===== RECORDS FOR PROCESSING =====

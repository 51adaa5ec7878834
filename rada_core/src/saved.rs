use crate::event::EventId;
use serde::{Deserialize, Serialize};
use std::collections::{btree_set, BTreeSet};

/// Which way a toggle went
#[derive(Debug, Clone, Copy, PartialEq, Eq)]
pub enum Toggled {
    /// The event is now saved
    Saved,

    /// The event is no longer saved
    Removed,
}

/// The user's bookmarked events. Serializes as a JSON array of IDs.
#[derive(Debug, Clone, Default, PartialEq, Eq, Serialize, Deserialize)]
#[serde(transparent)]
pub struct SavedSet(BTreeSet<EventId>);

impl SavedSet {
    /// An empty set
    pub fn new() -> Self {
        Self(BTreeSet::new())
    }

    /// Read a set back from storage. Missing or unreadable data is not an
    /// error: we start over with an empty set.
    pub fn load(data: Option<&[u8]>) -> Self {
        let Some(data) = data else {
            return Self::new();
        };

        match serde_json::from_slice(data) {
            Ok(set) => set,
            Err(err) => {
                tracing::warn!(?err, "saved events were unreadable, starting empty");
                Self::new()
            }
        }
    }

    /// Flip whether `id` is saved.
    pub fn toggle(&mut self, id: EventId) -> Toggled {
        if self.0.remove(&id) {
            Toggled::Removed
        } else {
            self.0.insert(id);
            Toggled::Saved
        }
    }

    /// Returns true if the event is saved.
    pub fn contains(&self, id: EventId) -> bool {
        self.0.contains(&id)
    }

    /// An iterator over saved IDs, in ascending order.
    pub fn iter(&self) -> btree_set::Iter<'_, EventId> {
        self.0.iter()
    }

    /// Returns the number of saved events.
    pub fn len(&self) -> usize {
        self.0.len()
    }

    /// Returns `true` if nothing is saved.
    pub fn is_empty(&self) -> bool {
        self.0.is_empty()
    }
}

impl FromIterator<EventId> for SavedSet {
    fn from_iter<I: IntoIterator<Item = EventId>>(iter: I) -> Self {
        Self(iter.into_iter().collect())
    }
}

impl<'a> IntoIterator for &'a SavedSet {
    type IntoIter = btree_set::Iter<'a, EventId>;
    type Item = &'a EventId;

    fn into_iter(self) -> Self::IntoIter {
        self.iter()
    }
}
use crossterm::event::{KeyEvent, MouseEvent};
use rada_core::{
    browser::ShareOutcome,
    capability::{LocateError, ShareError},
    Coordinates, SavedSet,
};
use url::Url;

/// Things that can happen to this app
#[derive(Debug)]
pub enum Action {
    /// We read the saved events from disk (or found none)
    LoadedSaved(SavedSet),

    /// We wrote the saved events to disk
    PersistedSaved,

    /// The user did something on the keyboard
    Key(KeyEvent),

    /// The user did something with the mouse. Drags in the viewer are swipes.
    Mouse(MouseEvent),

    /// The terminal changed size; we only care about the width
    Resized(u16),

    /// Something bad happened; display it to the user
    Problem(String),

    /// A second passed; highlight countdowns go down
    CountdownTick,

    /// A progress sample passed while the viewer was open, tagged with the
    /// viewer session the timer was started for
    ProgressSample(u64),

    /// The platform answered our location request
    Located(Result<Coordinates, LocateError>),

    /// A share finished, one way or another
    Shared(Result<ShareOutcome, ShareError>),

    /// We handed a URL off to the browser
    OpenedUrl(Url),
}
impl Carousel {
    /// Start with the given highlights, in the order given, and the viewer
    /// closed. Items that have already run out are dropped.
    pub fn new(mut items: Vec<HighlightItem>) -> Self {
        items.retain(|item| !item.is_expired());

        Self {
            items,
            viewer: Viewer::Closed,
            opened: 0,
        }
    }

    /// The highlights that haven't expired yet
    pub fn items(&self) -> &[HighlightItem] {
        &self.items
    }

    /// Where the viewer is at
    pub fn viewer(&self) -> Viewer {
        self.viewer
    }

    /// The highlight on screen, if the viewer is open
    pub fn current(&self) -> Option<&HighlightItem> {
        match self.viewer {
            Viewer::Closed => None,
            Viewer::Open { index, .. } => self.items.get(index),
        }
    }

    /// Whether the shell should be running the progress timer. This is true
    /// exactly while the viewer is open.
    pub fn autoplay_active(&self) -> bool {
        matches!(self.viewer, Viewer::Open { .. })
    }

    /// Identifies one stretch of the viewer being open, from `open` until it
    /// closes. Moving between highlights keeps the session; closing and
    /// opening again starts a new one. `None` while closed.
    ///
    /// The shell tags progress samples with this so samples from a viewer
    /// that has since closed don't count towards a new one.
    pub fn session(&self) -> Option<u64> {
        self.autoplay_active().then_some(self.opened)
    }

    /// Autoplay progress as a percentage in `[0, 100]`.
    pub fn progress(&self) -> f64 {
        match self.viewer {
            Viewer::Closed => 0.0,
            Viewer::Open { elapsed, .. } => {
                (elapsed.as_secs_f64() / AUTOPLAY_DURATION.as_secs_f64() * 100.0).clamp(0.0, 100.0)
            }
        }
    }

    /// One second passed. Every countdown goes down by one and anything that
    /// hits zero is removed. Returns the IDs of the removed highlights.
    ///
    /// If the highlight on screen expires, the viewer moves on to whatever
    /// took its place (the next survivor) or closes if nothing did, just
    /// like `advance(Direction::Next)` off the end.
    pub fn tick(&mut self) -> Vec<HighlightId> {
        let showing = self.current().map(|item| item.id);

        let mut expired = Vec::new();
        let mut survivors_before_cursor = 0;

        let cursor = match self.viewer {
            Viewer::Open { index, .. } => Some(index),
            Viewer::Closed => None,
        };

        let mut position = 0;
        self.items.retain_mut(|item| {
            item.expires_in_seconds = item.expires_in_seconds.saturating_sub(1);
            let keep = !item.is_expired();

            if keep {
                if cursor.is_some_and(|cursor| position < cursor) {
                    survivors_before_cursor += 1;
                }
            } else {
                expired.push(item.id);
            }

            position += 1;
            keep
        });

        if let Viewer::Open { index, elapsed } = self.viewer {
            let still_there = showing
                .and_then(|id| self.items.iter().position(|item| item.id == id));

            self.viewer = match still_there {
                Some(new_index) => Viewer::Open {
                    index: new_index,
                    elapsed,
                },
                None if survivors_before_cursor < self.items.len() => {
                    tracing::debug!(index, "highlight expired while open, moving on");
                    Viewer::Open {
                        index: survivors_before_cursor,
                        elapsed: Duration::ZERO,
                    }
                }
                None => {
                    tracing::debug!(index, "highlight expired while open, closing");
                    Viewer::Closed
                }
            };
        }

        expired
    }

    /// Start viewing the highlight at `index`, with progress back at zero.
    ///
    /// ## Errors
    ///
    /// `CarouselError::OutOfRange` if there's no highlight at `index`. The
    /// viewer is left alone in that case.
    pub fn open(&mut self, index: usize) -> Result<(), CarouselError> {
        if index >= self.items.len() {
            return Err(CarouselError::OutOfRange {
                index,
                len: self.items.len(),
            });
        }

        self.opened += 1;
        self.viewer = Viewer::Open {
            index,
            elapsed: Duration::ZERO,
        };

        Ok(())
    }

    /// Stop viewing.
    pub fn close(&mut self) {
        self.viewer = Viewer::Closed;
    }

    /// Move through the viewer. Going past the last highlight closes the
    /// viewer instead of wrapping around; going back from the first does
    /// nothing at all.
    pub fn advance(&mut self, direction: Direction) {
        let Viewer::Open { index, .. } = self.viewer else {
            return;
        };

        self.viewer = match direction {
            Direction::Next if index + 1 < self.items.len() => Viewer::Open {
                index: index + 1,
                elapsed: Duration::ZERO,
            },
            Direction::Next => Viewer::Closed,
            Direction::Previous if index > 0 => Viewer::Open {
                index: index - 1,
                elapsed: Duration::ZERO,
            },
            Direction::Previous => self.viewer,
        };
    }

    /// Handle a swipe gesture in the viewer
    pub fn swipe(&mut self, swipe: Swipe) {
        self.advance(swipe.into());
    }

    /// One `PROGRESS_SAMPLE` of autoplay time passed. When the highlight has
    /// been up for the full `AUTOPLAY_DURATION` we move on as if the user had
    /// asked for the next one.
    pub fn sample_progress(&mut self) {
        let Viewer::Open { index, elapsed } = self.viewer else {
            return;
        };

        let elapsed = elapsed + PROGRESS_SAMPLE;

        if elapsed >= AUTOPLAY_DURATION {
            self.advance(Direction::Next);
        } else {
            self.viewer = Viewer::Open { index, elapsed };
        }
    }
}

=====

• _WORK TASK_:
Now copy each line of the entries that mentions "else".

• _WORKED SOLUTION_:
        let Some(data) = data else {
        } else {
            } else {
        let Viewer::Open { index, .. } = self.viewer else {
        let Viewer::Open { index, elapsed } = self.viewer else {
        } else {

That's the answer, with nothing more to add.